:: Work required ::
A copy is needed of each line in the records that has the word "bool".

:: Data records ::
►
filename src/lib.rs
//! # palettize
//!
//! Color quantization and indexed-image codecs.
//!
//! This library turns a true-color RGBA8 raster into a bounded palette plus
//! one index byte per pixel, and serializes that representation as an
//! indexed-color PNG or a single-frame GIF.
//!
//! ## Features
//!
//! - **Fast quantization** by unique-color collection with per-channel crush,
//!   ordered dithering and bounded retry/backoff
//! - **Median-cut quantization** for photographic input, usable as a fallback
//! - **Indexed PNG encoding** with hand-packed chunks (`IHDR`, `PLTE`, `tRNS`,
//!   `IDAT`, `IEND`)
//! - **GIF preparation** (transparency collapse, power-of-two palettes)
//! - Optional parallel scanline reduction via the `parallel` feature
//!
//! ## Example
//!
//! ```rust
//! use palettize::quantize::{FastQuantizer, QuantizationConfig, Quantizer};
//! use palettize::{png, RasterBuffer};
//!
//! // 2x1 image: opaque red, opaque blue
//! let raster = RasterBuffer::new(2, 1, vec![255, 0, 0, 255, 0, 0, 255, 255]).unwrap();
//!
//! let mut quantizer = FastQuantizer::new(QuantizationConfig::default());
//! let indexed = quantizer.quantize(&raster).unwrap();
//! assert_eq!(indexed.palette().len(), 2);
//!
//! let png_data = png::encode_indexed(&indexed, false, &png::PngOptions::default()).unwrap();
//! assert_eq!(png_data[25], 3); // indexed color type
//! ```

#![forbid(unsafe_code)]
#![warn(missing_docs)]

pub mod color;
pub mod compress;
pub mod error;
pub mod gif;
pub mod image;
pub mod png;
pub mod quantize;

pub use crate::color::{Palette, Rgba};
pub use crate::error::{Error, Result};
pub use crate::image::{ImageData, IndexedImage, Limits, RasterBuffer};

/// A serializer from an [`ImageData`] to a complete file.
///
/// Encoders only lay out bytes; they never reduce colors. Handing them a
/// [`ImageData::TrueColor`] raster yields [`Error::EncodeNotReady`].
pub trait Encoder {
    /// Encode the image into a new byte buffer.
    fn encode(&self, image: &ImageData) -> Result<Vec<u8>>;
}
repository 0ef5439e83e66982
//! palettize CLI - palette quantization tool
//!
//! Reads an 8-bit PNG, reduces it to at most 256 colors and writes an
//! indexed PNG or a single-frame GIF.

use std::fs::{self, File};
use std::path::{Path, PathBuf};
use std::time::Instant;

use clap::{Parser, ValueEnum};

use palettize::gif::GifEncoderAdapter;
use palettize::png::{PngIndexedEncoder, PngOptions};
use palettize::quantize::{
    DistanceMetric, FallbackQuantizer, FastQuantizer, MedianCutQuantizer, QuantizationConfig,
    Quantizer, DEFAULT_MAX_ATTEMPTS,
};
use palettize::{IndexedImage, RasterBuffer};

/// Reduce a PNG to a bounded palette and write indexed PNG or GIF.
#[derive(Parser, Debug)]
#[command(name = "palettize")]
#[command(author, version, about, long_about = None)]
struct Args {
    /// Input image file (8-bit PNG)
    #[arg(value_name = "INPUT")]
    input: PathBuf,

    /// Output file path (format detected from extension)
    #[arg(short, long, value_name = "OUTPUT")]
    output: Option<PathBuf>,

    /// Output format (overrides extension detection)
    #[arg(short, long, value_enum)]
    format: Option<OutputFormat>,

    /// Maximum palette size
    #[arg(short = 'n', long, default_value = "256", value_parser = clap::value_parser!(u16).range(1..=256))]
    colors: u16,

    /// Starting levels per RGB channel (0 = keep all 256)
    #[arg(long, default_value = "0", value_parser = clap::value_parser!(u16).range(0..=256))]
    crush: u16,

    /// Starting levels for translucent alpha (0 = keep all 256)
    #[arg(long, default_value = "0", value_parser = clap::value_parser!(u16).range(0..=256))]
    crush_alpha: u16,

    /// Ordered dithering while crushing
    #[arg(long)]
    dither: bool,

    /// Maximum number of quantization passes
    #[arg(long, default_value_t = DEFAULT_MAX_ATTEMPTS)]
    max_attempts: u32,

    /// Use median cut when the palette cannot be reached by crushing
    #[arg(long)]
    fallback: bool,

    /// Remap metric for median cut
    #[arg(long, value_enum, default_value = "rgba")]
    metric: MetricArg,

    /// PNG compression level (0-9, higher = smaller file)
    #[arg(short = 'c', long, default_value = "6", value_parser = clap::value_parser!(u8).range(0..=9))]
    compression: u8,

    /// Show verbose output
    #[arg(short, long)]
    verbose: bool,
}

#[derive(Debug, Clone, Copy, PartialEq, Eq, ValueEnum)]
enum OutputFormat {
    /// Indexed PNG
    Png,
    /// Single-frame GIF
    Gif,
}

#[derive(Debug, Clone, Copy, ValueEnum)]
enum MetricArg {
    /// Plain squared distance over RGBA
    Rgba,
    /// Perceptually weighted RGB plus alpha
    Weighted,
}

impl From<MetricArg> for DistanceMetric {
    fn from(arg: MetricArg) -> Self {
        match arg {
            MetricArg::Rgba => DistanceMetric::Rgba,
            MetricArg::Weighted => DistanceMetric::WeightedRgb,
        }
    }
}

/// Decode a PNG file to RGBA8.
fn decode_png(path: &Path) -> Result<RasterBuffer, Box<dyn std::error::Error>> {
    let file = File::open(path)?;
    let mut decoder = png::Decoder::new(file);
    decoder.set_transformations(png::Transformations::EXPAND | png::Transformations::STRIP_16);
    let mut reader = decoder.read_info()?;

    let mut buf = vec![0u8; reader.output_buffer_size()];
    let info = reader.next_frame(&mut buf)?;
    buf.truncate(info.buffer_size());

    let rgba = match info.color_type {
        png::ColorType::Rgba => buf,
        png::ColorType::Rgb => buf
            .chunks_exact(3)
            .flat_map(|p| [p[0], p[1], p[2], 255])
            .collect(),
        png::ColorType::GrayscaleAlpha => buf
            .chunks_exact(2)
            .flat_map(|p| [p[0], p[0], p[0], p[1]])
            .collect(),
        png::ColorType::Grayscale => buf.iter().flat_map(|&v| [v, v, v, 255]).collect(),
        png::ColorType::Indexed => return Err("Indexed PNG was not expanded".into()),
    };

    Ok(RasterBuffer::new(info.width, info.height, rgba)?)
}

fn main() {
    if let Err(e) = run() {
        eprintln!("Error: {e}");
        std::process::exit(1);
    }
}

fn run() -> Result<(), Box<dyn std::error::Error>> {
    let args = Args::parse();

    let default_level = if args.verbose { "debug" } else { "warn" };
    env_logger::Builder::from_env(env_logger::Env::default().default_filter_or(default_level))
        .target(env_logger::Target::Stderr)
        .init();

    let start = Instant::now();
    let raster = decode_png(&args.input)?;
    log::info!(
        "loaded {:?}: {}x{} in {:.2?}",
        args.input,
        raster.width(),
        raster.height(),
        start.elapsed()
    );

    let format = determine_format(&args);
    let output_path = args.output.clone().unwrap_or_else(|| {
        let mut path = args.input.clone();
        let ext = match format {
            OutputFormat::Png => "png",
            OutputFormat::Gif => "gif",
        };
        path.set_extension(format!("indexed.{}", ext));
        path
    });

    let config = QuantizationConfig {
        crush_rgb: args.crush,
        crush_alpha: args.crush_alpha,
        dither: args.dither,
        target_colors: args.colors,
        max_attempts: args.max_attempts,
    };

    let quantize_start = Instant::now();
    let indexed = quantize(&raster, config, &args)?;
    let quantize_time = quantize_start.elapsed();

    let has_alpha = indexed.palette().has_transparency();
    let encode_start = Instant::now();
    let output_data = match format {
        OutputFormat::Png => PngIndexedEncoder::new(PngOptions {
            compression_level: args.compression,
        })
        .encode_indexed(&indexed, has_alpha)?,
        OutputFormat::Gif => GifEncoderAdapter::new().encode_indexed(&indexed, has_alpha)?,
    };
    let encode_time = encode_start.elapsed();

    fs::write(&output_path, &output_data)?;

    let input_size = fs::metadata(&args.input)?.len();
    let output_size = output_data.len() as u64;
    let ratio = if input_size > 0 {
        (output_size as f64 / input_size as f64) * 100.0
    } else {
        0.0
    };

    if args.verbose {
        eprintln!("Output: {:?}", output_path);
        eprintln!("  Format: {:?}", format);
        eprintln!("  Colors: {}", indexed.palette().len());
        eprintln!("  Transparency: {}", has_alpha);
        eprintln!("  Quantize time: {:.2?}", quantize_time);
        eprintln!("  Encode time: {:.2?}", encode_time);
        eprintln!(
            "  Size: {} -> {} ({:.1}%)",
            format_size(input_size),
            format_size(output_size),
            ratio
        );
    } else {
        println!(
            "{} -> {} ({:.1}%)",
            format_size(input_size),
            format_size(output_size),
            ratio
        );
    }

    Ok(())
}

fn quantize(
    raster: &RasterBuffer,
    config: QuantizationConfig,
    args: &Args,
) -> Result<IndexedImage, Box<dyn std::error::Error>> {
    if args.fallback {
        let secondary = MedianCutQuantizer::new(config.target_colors, args.metric.into());
        let mut quantizer = FallbackQuantizer::new(FastQuantizer::new(config), secondary);
        return Ok(quantizer.quantize(raster)?);
    }

    let (image, stats) = FastQuantizer::new(config).quantize_with_stats(raster)?;
    log::info!(
        "fast quantizer: {} colors, {} attempt(s), rgb divisor {}, alpha divisor {}",
        stats.colors,
        stats.attempts,
        stats.rgb_divisor,
        stats.alpha_divisor
    );
    Ok(image)
}

fn determine_format(args: &Args) -> OutputFormat {
    args.format.unwrap_or_else(|| {
        args.output
            .as_ref()
            .and_then(|p| p.extension())
            .and_then(|e| e.to_str())
            .and_then(|e| match e.to_lowercase().as_str() {
                "png" => Some(OutputFormat::Png),
                "gif" => Some(OutputFormat::Gif),
                _ => None,
            })
            .unwrap_or(OutputFormat::Png)
    })
}

fn format_size(bytes: u64) -> String {
    const KB: u64 = 1024;
    const MB: u64 = KB * 1024;

    if bytes >= MB {
        format!("{:.2} MB", bytes as f64 / MB as f64)
    } else if bytes >= KB {
        format!("{:.2} KB", bytes as f64 / KB as f64)
    } else {
        format!("{} B", bytes)
    }
}

#[cfg(test)]
mod tests {
    use super::*;

    fn primaries() -> RasterBuffer {
        let pixels = vec![
            255, 0, 0, 255, 0, 255, 0, 255, //
            0, 0, 255, 255, 255, 255, 255, 255,
        ];
        RasterBuffer::new(2, 2, pixels).unwrap()
    }

    fn config(args: &Args) -> QuantizationConfig {
        QuantizationConfig {
            target_colors: args.colors,
            max_attempts: args.max_attempts,
            ..QuantizationConfig::default()
        }
    }

    #[test]
    fn test_fallback_flag_uses_median_cut() {
        let args = Args::parse_from(["palettize", "in.png", "-n", "2", "--fallback"]);
        let image = quantize(&primaries(), config(&args), &args).unwrap();
        assert!(image.palette().len() <= 2);
        assert_eq!(image.indices().len(), 4);
    }

    #[test]
    fn test_without_fallback_reports_unreachable() {
        let args = Args::parse_from(["palettize", "in.png", "-n", "2"]);
        let err = quantize(&primaries(), config(&args), &args).unwrap_err();
        assert!(matches!(
            err.downcast_ref::<palettize::Error>(),
            Some(palettize::Error::PaletteUnreachable { .. })
        ));
    }

    #[test]
    fn test_format_from_extension() {
        let args = Args::parse_from(["palettize", "in.png", "-o", "out.GIF"]);
        assert_eq!(determine_format(&args), OutputFormat::Gif);
    }
}
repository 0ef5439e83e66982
//! Shared helpers for integration tests.

#![allow(dead_code)]

pub mod png_chunks;
pub mod synthetic;
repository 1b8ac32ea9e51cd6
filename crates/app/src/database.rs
//! Database connection management

use sqlx::{PgPool, Postgres, Transaction};

#[derive(Debug, Clone)]
pub struct Db {
    pool: PgPool,
}

impl Db {
    #[must_use]
    pub fn new(pool: PgPool) -> Self {
        Self { pool }
    }

    /// Begin a transaction for a multi-statement repository operation.
    ///
    /// # Errors
    ///
    /// Returns an error when starting the transaction fails.
    pub async fn begin(&self) -> Result<Transaction<'static, Postgres>, sqlx::Error> {
        self.pool.begin().await
    }

    /// The underlying connection pool, for single-statement reads.
    #[must_use]
    pub fn pool(&self) -> &PgPool {
        &self.pool
    }
}

/// Connect to `PostgreSQL`.
///
/// # Errors
///
/// Returns an error if the connection cannot be established.
pub async fn connect(database_url: &str) -> Result<PgPool, sqlx::Error> {
    PgPool::connect(database_url).await
}
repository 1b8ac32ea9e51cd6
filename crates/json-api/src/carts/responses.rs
//! Cart response bodies.

use salvo::oapi::ToSchema;
use serde::{Deserialize, Serialize};

use bazaar_app::domain::carts::models::Cart;

use crate::items::responses::ItemResponse;

/// Cart Response
#[derive(Debug, Serialize, Deserialize, ToSchema)]
#[serde(rename_all = "camelCase")]
pub(crate) struct CartResponse {
    /// Cart identifier
    pub id: i64,

    /// One entry per unit, in insertion order
    pub items: Vec<ItemResponse>,

    /// Sum of the contained item prices, an exact decimal string
    pub total: String,

    /// Identifier of the owning user
    pub user_id: i64,
}

impl From<Cart> for CartResponse {
    fn from(cart: Cart) -> Self {
        Self {
            id: cart.id,
            user_id: cart.user_id,
            total: cart.total.to_string(),
            items: cart.items.into_iter().map(ItemResponse::from).collect(),
        }
    }
}
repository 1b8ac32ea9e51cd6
//! Depot helper extensions.

use std::any::Any;

use salvo::prelude::{Depot, StatusError};

/// Helpers for mapping depot extraction failures to HTTP errors.
pub(crate) trait DepotExt {
    fn obtain_or_500<T: Any + Send + Sync>(&self) -> Result<&T, StatusError>;
}

impl DepotExt for Depot {
    fn obtain_or_500<T: Any + Send + Sync>(&self) -> Result<&T, StatusError> {
        self.obtain::<T>()
            .map_err(|_ignored| StatusError::internal_server_error())
    }
}
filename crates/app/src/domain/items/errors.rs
//! Items service errors.

use sqlx::Error;
use thiserror::Error;

#[derive(Debug, Error)]
pub enum ItemsServiceError {
    #[error("item not found")]
    NotFound,

    #[error("storage error")]
    Sql(#[source] Error),
}

impl From<Error> for ItemsServiceError {
    fn from(error: Error) -> Self {
        if matches!(error, Error::RowNotFound) {
            return Self::NotFound;
        }

        Self::Sql(error)
    }
}
//! Submit Order Handler

use std::sync::Arc;

use salvo::{oapi::extract::PathParam, prelude::*};

use crate::{
    extensions::*,
    orders::{errors::into_status_error, responses::OrderResponse},
    state::State,
};

/// Submit Order Handler
///
/// Snapshots the user's cart into a new order and empties the cart.
#[endpoint(
    tags("orders"),
    summary = "Submit Order",
    responses(
        (status_code = StatusCode::OK, description = "Created order"),
        (status_code = StatusCode::NOT_FOUND, description = "Unknown user"),
        (status_code = StatusCode::INTERNAL_SERVER_ERROR, description = "Internal Server Error"),
    ),
)]
pub(crate) async fn handler(
    username: PathParam<String>,
    depot: &mut Depot,
) -> Result<Json<OrderResponse>, StatusError> {
    let state = depot.obtain_or_500::<Arc<State>>()?;

    let order = state
        .app
        .orders
        .submit(&username.into_inner())
        .await
        .map_err(into_status_error)?;

    Ok(Json(order.into()))
}
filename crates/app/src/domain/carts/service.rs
//! Carts service.

use std::sync::Arc;

use async_trait::async_trait;
use mockall::automock;

use crate::domain::{
    carts::{
        errors::CartsServiceError,
        models::{Cart, ModifyCartRequest},
        repository::CartsRepository,
    },
    items::{models::Item, repository::ItemsRepository},
    users::repository::UsersRepository,
};

#[derive(Clone)]
pub struct DefaultCartsService {
    users: Arc<dyn UsersRepository>,
    items: Arc<dyn ItemsRepository>,
    carts: Arc<dyn CartsRepository>,
}

impl DefaultCartsService {
    #[must_use]
    pub fn new(
        users: Arc<dyn UsersRepository>,
        items: Arc<dyn ItemsRepository>,
        carts: Arc<dyn CartsRepository>,
    ) -> Self {
        Self {
            users,
            items,
            carts,
        }
    }

    /// Resolve user, item and cart, failing fast before any mutation.
    async fn resolve(
        &self,
        request: &ModifyCartRequest,
    ) -> Result<(Item, Cart), CartsServiceError> {
        let user = self
            .users
            .find_by_username(&request.username)
            .await?
            .ok_or(CartsServiceError::UserNotFound)?;

        let item = self
            .items
            .find_by_id(request.item_id)
            .await?
            .ok_or(CartsServiceError::ItemNotFound)?;

        let cart = self
            .carts
            .find_by_user(user.id)
            .await?
            .ok_or(CartsServiceError::MissingCart)?;

        Ok((item, cart))
    }
}

#[async_trait]
impl CartsService for DefaultCartsService {
    async fn add_to_cart(&self, request: ModifyCartRequest) -> Result<Cart, CartsServiceError> {
        let (item, mut cart) = self.resolve(&request).await?;

        cart.add_items(&item, request.quantity);

        self.carts.save(&cart).await?;

        Ok(cart)
    }

    async fn remove_from_cart(
        &self,
        request: ModifyCartRequest,
    ) -> Result<Cart, CartsServiceError> {
        let (item, mut cart) = self.resolve(&request).await?;

        cart.remove_items(item.id, request.quantity);

        self.carts.save(&cart).await?;

        Ok(cart)
    }
}

#[automock]
#[async_trait]
pub trait CartsService: Send + Sync {
    /// Append units of a catalog item to the user's cart.
    async fn add_to_cart(&self, request: ModifyCartRequest) -> Result<Cart, CartsServiceError>;

    /// Remove units of a catalog item from the user's cart, clamping at
    /// zero when fewer units are present than requested.
    async fn remove_from_cart(
        &self,
        request: ModifyCartRequest,
    ) -> Result<Cart, CartsServiceError>;
}
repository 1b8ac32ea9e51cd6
//! Test helpers.

use std::sync::Arc;

use jiff::Timestamp;
use rust_decimal::Decimal;
use salvo::{affix_state::inject, prelude::*};

use bazaar_app::{
    context::AppContext,
    domain::{
        carts::{MockCartsService, models::Cart},
        items::{MockItemsService, models::Item},
        orders::{MockOrdersService, models::Order},
        users::MockUsersService,
    },
};

use crate::state::State;

pub(crate) fn make_item(id: i64, price: Decimal) -> Item {
    Item {
        id,
        name: format!("item-{id}"),
        price,
        description: String::new(),
    }
}

pub(crate) fn make_cart(user_id: i64, items: Vec<Item>) -> Cart {
    let total = items.iter().map(|item| item.price).sum();

    Cart {
        id: 1,
        user_id,
        items,
        total,
    }
}

pub(crate) fn make_order(id: i64, user_id: i64, items: Vec<Item>) -> Order {
    let total = items.iter().map(|item| item.price).sum();

    Order {
        id,
        user_id,
        items,
        total,
        submitted_at: Timestamp::UNIX_EPOCH,
    }
}

fn strict_users_mock() -> MockUsersService {
    let mut users = MockUsersService::new();

    users.expect_create_user().never();
    users.expect_find_by_username().never();

    users
}

fn strict_items_mock() -> MockItemsService {
    let mut items = MockItemsService::new();

    items.expect_list_items().never();
    items.expect_get_item().never();
    items.expect_find_by_name().never();

    items
}

fn strict_carts_mock() -> MockCartsService {
    let mut carts = MockCartsService::new();

    carts.expect_add_to_cart().never();
    carts.expect_remove_from_cart().never();

    carts
}

fn strict_orders_mock() -> MockOrdersService {
    let mut orders = MockOrdersService::new();

    orders.expect_submit().never();
    orders.expect_history().never();

    orders
}

pub(crate) fn state_with_carts(carts: MockCartsService) -> Arc<State> {
    Arc::new(State::new(AppContext {
        users: Arc::new(strict_users_mock()),
        items: Arc::new(strict_items_mock()),
        carts: Arc::new(carts),
        orders: Arc::new(strict_orders_mock()),
    }))
}

pub(crate) fn state_with_users(users: MockUsersService) -> Arc<State> {
    Arc::new(State::new(AppContext {
        users: Arc::new(users),
        items: Arc::new(strict_items_mock()),
        carts: Arc::new(strict_carts_mock()),
        orders: Arc::new(strict_orders_mock()),
    }))
}

pub(crate) fn state_with_items(items: MockItemsService) -> Arc<State> {
    Arc::new(State::new(AppContext {
        users: Arc::new(strict_users_mock()),
        items: Arc::new(items),
        carts: Arc::new(strict_carts_mock()),
        orders: Arc::new(strict_orders_mock()),
    }))
}

pub(crate) fn state_with_orders(orders: MockOrdersService) -> Arc<State> {
    Arc::new(State::new(AppContext {
        users: Arc::new(strict_users_mock()),
        items: Arc::new(strict_items_mock()),
        carts: Arc::new(strict_carts_mock()),
        orders: Arc::new(orders),
    }))
}

pub(crate) fn carts_service(carts: MockCartsService, route: Router) -> Service {
    Service::new(Router::new().hoop(inject(state_with_carts(carts))).push(route))
}

pub(crate) fn users_service(users: MockUsersService, route: Router) -> Service {
    Service::new(Router::new().hoop(inject(state_with_users(users))).push(route))
}

pub(crate) fn items_service(items: MockItemsService, route: Router) -> Service {
    Service::new(Router::new().hoop(inject(state_with_items(items))).push(route))
}

pub(crate) fn orders_service(orders: MockOrdersService, route: Router) -> Service {
    Service::new(
        Router::new()
            .hoop(inject(state_with_orders(orders)))
            .push(route),
    )
}
//! Errors

use salvo::http::StatusError;
use tracing::error;

use bazaar_app::domain::orders::OrdersServiceError;

pub(crate) fn into_status_error(error: OrdersServiceError) -> StatusError {
    match error {
        OrdersServiceError::UserNotFound => StatusError::not_found(),
        OrdersServiceError::MissingCart => {
            error!("cart row missing for an existing user");

            StatusError::internal_server_error()
        }
        OrdersServiceError::Sql(source) => {
            error!("order operation failed: {source}");

            StatusError::internal_server_error()
        }
    }
}
//! Item response bodies.

use salvo::oapi::ToSchema;
use serde::{Deserialize, Serialize};

use bazaar_app::domain::items::models::Item;

/// Item Response
#[derive(Debug, Serialize, Deserialize, ToSchema)]
pub(crate) struct ItemResponse {
    /// Catalog identifier of the item
    pub id: i64,

    /// Display name
    pub name: String,

    /// Unit price, an exact decimal string
    pub price: String,

    /// Catalog description
    pub description: String,
}

impl From<Item> for ItemResponse {
    fn from(item: Item) -> Self {
        Self {
            id: item.id,
            name: item.name,
            price: item.price.to_string(),
            description: item.description,
        }
    }
}
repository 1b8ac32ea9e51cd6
//! Result helper extensions for HTTP handlers.

use std::fmt::Display;

use salvo::prelude::StatusError;
use tracing::error;

/// Map any error to a logged internal server error.
pub(crate) trait ResultExt<T> {
    fn or_500(self, context: &str) -> Result<T, StatusError>;
}

impl<T, E> ResultExt<T> for Result<T, E>
where
    E: Display,
{
    fn or_500(self, context: &str) -> Result<T, StatusError> {
        self.map_err(|error| {
            error!("{context}: {error}");

            StatusError::internal_server_error()
        })
    }
}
◄
:: Answer to the problem ::
    dither: bool,
    fallback: bool,
    verbose: bool,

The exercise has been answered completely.